Adaletsizliğin Yankıları: Bangladeş’in Bangabandhu’nun Kızlarına Karşı Rahatsız Edici Saygısızlık Mirası



Merhum özgürlük savaşçısı Bulbul Mahalanbeesh’e saygılarımızı sunduğumuz Shaheed Minar’dan dönerken 1971’in anıları beynimi sardı. Bangabandhu Şeyh Mujibur Rahman’ın gürleyen çağrısının Bengallileri bağımsızlık savaşına katılmak için nasıl birleştirdiğini ve Bangladeş’in kahraman bir ulus olarak doğuşuyla sonuçlandığını hatırlamadan edemedim. Ancak 53 yıllık bağımsızlığa rağmen hala kurtuluş savaşına karşı çıkan, Bangabandhu’yu ve onun olağanüstü liderliğini kabul etmeyi reddedenlerin torunları var.

Bangabandhu Şeyh Mujibur Rahman ve aile üyelerinin bu şeytani güçler tarafından vahşice öldürülmesini düşündüğümde acı artıyor. Bangladeş’in bu düşmanlarının, Bangabandhu’nun 15 Ağustos 1975 katliamından mucizevi bir şekilde sağ kurtulan kızları Şeyh Hasina ve Şeyh Rehana’ya saygısızlık etmeye devam etmesi daha da içler acısı.

Bangabandhu’nun hayatta kalan kızı Şeyh Hasina, 1981’de Bangladeş’e döndükten sonra, babasının Dhaka, Dhanmondi’deki 32 Numaralı Yoldaki evine girmesine izin verilmedi. O evin içinde namaz kılmasına bile izin verilmedi. Askeri diktatör Ziaur Rahman’ın bu aşırı gaddarlığı ve şeytani davranışı hepimiz için bir utançtır.

Ayrıca Bangladeş düşmanları, bize bu milleti ve bağımsızlık gururunu armağan eden Bangabandhu’nun kızlarına toprak vermeyi reddetti.

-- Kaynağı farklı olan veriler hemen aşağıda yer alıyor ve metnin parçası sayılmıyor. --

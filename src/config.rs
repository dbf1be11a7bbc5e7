//! Locations of the pseudo-filesystems the collectors read.

use serde::{Deserialize, Serialize};
use std::path::{Path, PathBuf};

/// Roots of the `/proc`, `/sys` and `/dev` trees.
///
/// Every source path a collector reads is derived from one of these roots,
/// so a captured tree (or a mock) can stand in for the live host.
#[derive(Clone, Serialize, Deserialize, Debug, PartialEq, Eq)]
pub struct ScanPaths {
    pub proc_root: PathBuf,
    pub sys_root: PathBuf,
    pub dev_root: PathBuf,
}

impl Default for ScanPaths {
    fn default() -> Self {
        Self {
            proc_root: PathBuf::from("/proc"),
            sys_root: PathBuf::from("/sys"),
            dev_root: PathBuf::from("/dev"),
        }
    }
}

impl ScanPaths {
    /// Creates paths rooted at the given directories.
    pub fn new(
        proc_root: impl Into<PathBuf>,
        sys_root: impl Into<PathBuf>,
        dev_root: impl Into<PathBuf>,
    ) -> Self {
        Self {
            proc_root: proc_root.into(),
            sys_root: sys_root.into(),
            dev_root: dev_root.into(),
        }
    }

    /// `/proc/cpuinfo`
    pub fn cpuinfo(&self) -> PathBuf {
        self.proc_root.join("cpuinfo")
    }

    /// `/proc/meminfo`
    pub fn meminfo(&self) -> PathBuf {
        self.proc_root.join("meminfo")
    }

    /// `/sys/devices/system/node`
    pub fn node_dir(&self) -> PathBuf {
        self.sys_root.join("devices/system/node")
    }

    /// `/sys/devices/system/memory`
    pub fn memory_block_dir(&self) -> PathBuf {
        self.sys_root.join("devices/system/memory")
    }

    /// `/sys/kernel/mm/hugepages`
    pub fn hugepages_dir(&self) -> PathBuf {
        self.sys_root.join("kernel/mm/hugepages")
    }

    /// `/sys/block`
    pub fn block_dir(&self) -> PathBuf {
        self.sys_root.join("block")
    }

    /// `/sys/class/net`
    pub fn net_dir(&self) -> PathBuf {
        self.sys_root.join("class/net")
    }

    /// `/dev/disk/by-id`
    pub fn disk_by_id_dir(&self) -> PathBuf {
        self.dev_root.join("disk/by-id")
    }

    /// Device node path handed to external tools, e.g. `/dev/sda1`.
    pub fn device_node(&self, name: &str) -> PathBuf {
        self.dev_root.join(name)
    }
}

/// Returns the final component of `path` as UTF-8, if any.
pub(crate) fn file_name(path: &Path) -> Option<&str> {
    path.file_name().and_then(|name| name.to_str())
}

#[cfg(test)]
mod tests {
    use super::*;

    #[test]
    fn test_default_paths() {
        let paths = ScanPaths::default();
        assert_eq!(paths.cpuinfo(), PathBuf::from("/proc/cpuinfo"));
        assert_eq!(paths.node_dir(), PathBuf::from("/sys/devices/system/node"));
        assert_eq!(paths.disk_by_id_dir(), PathBuf::from("/dev/disk/by-id"));
        assert_eq!(paths.device_node("sda1"), PathBuf::from("/dev/sda1"));
    }

    #[test]
    fn test_custom_roots() {
        let paths = ScanPaths::new("/snap/proc", "/snap/sys", "/snap/dev");
        assert_eq!(paths.block_dir(), PathBuf::from("/snap/sys/block"));
        assert_eq!(paths.meminfo(), PathBuf::from("/snap/proc/meminfo"));
    }
}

Sırf Bangabandhu’nun kızları oldukları için kendi ülkelerinde bir ev bile verilmemesi, katıksız adaletsizliğin bir örneğidir.

1996’da Awami Birliği iktidara geldiğinde, Dhanmondi’de (Ev # 6, Yol # 21) bir ev Bangabandhu’nun kızı Şeyh Rehana’ya tahsis edildi. Ancak 2005 yılında BNP, savaş suçlusu Cemaat-i İslami ile ittifak kurarak iktidara geldiğinde, tahsisi iptal ettiler, onu zorla tahliye ettiler ve mülkü karakola çevirdiler. Bu rezalet milletimizin tarihinde bir lekedir.

Öte yandan hükümet, General Ziaur Rahman’ın 1981’de öldürülmesinden sonra dul eşi Khaleda Zia’ya Dhaka Kantonu’ndaki devasa bir evi seve seve tahsis etti. Daha sonra hükümet Khaleda Zia’yı etik nedenlerle Kanton evinden çıkarmasına rağmen, BNP bu durumu siyasi kazanç için kullandı.

Bu örnekler, ilgili hükümetlerin Bangabandhu’nun kızları ve Khaleda Zia’ya nasıl davrandığı konusunda keskin bir tezat ortaya koyuyor. Bangabandhu’nun ailesini küçük düşürmek ve ona olan nefretini göstermek istedikleri BNP-Cemaat’ten açık bir mesajdı.

Şeyh Rehana, evinden tahliyeye itiraz etmeye çalıştı, ancak adalet yıllarca ertelendi. Sonunda, Awami League 2009’da iktidara döndüğünde, evin mülkiyetini gönüllü olarak Bayındırlık Bakanlığı’na devrederek çileye son verdi. Tarihimizin bu karanlık sayfasının acısı, Milletin Babasının kızı olma şerefiyle yaşamayı seçen Şeyh Rehana’nın sözlerinde açıkça görülmektedir.

Bu adaletsizlik ve iç çekiş hikayesi, Bangabandhu’nun iki kızının gözyaşlarının aziz milletimizin kuru toprağına karıştığı bağımsız Bangladeş tarihinin en üzücü bölümlerinden birini yansıtıyor. Gerçekten birleşik ve uyumlu bir Bangladeş için bu adaletsizliklere ışık tutmak ve bu tür zulmün bir daha asla tekrarlanmamasını sağlamak çok önemlidir.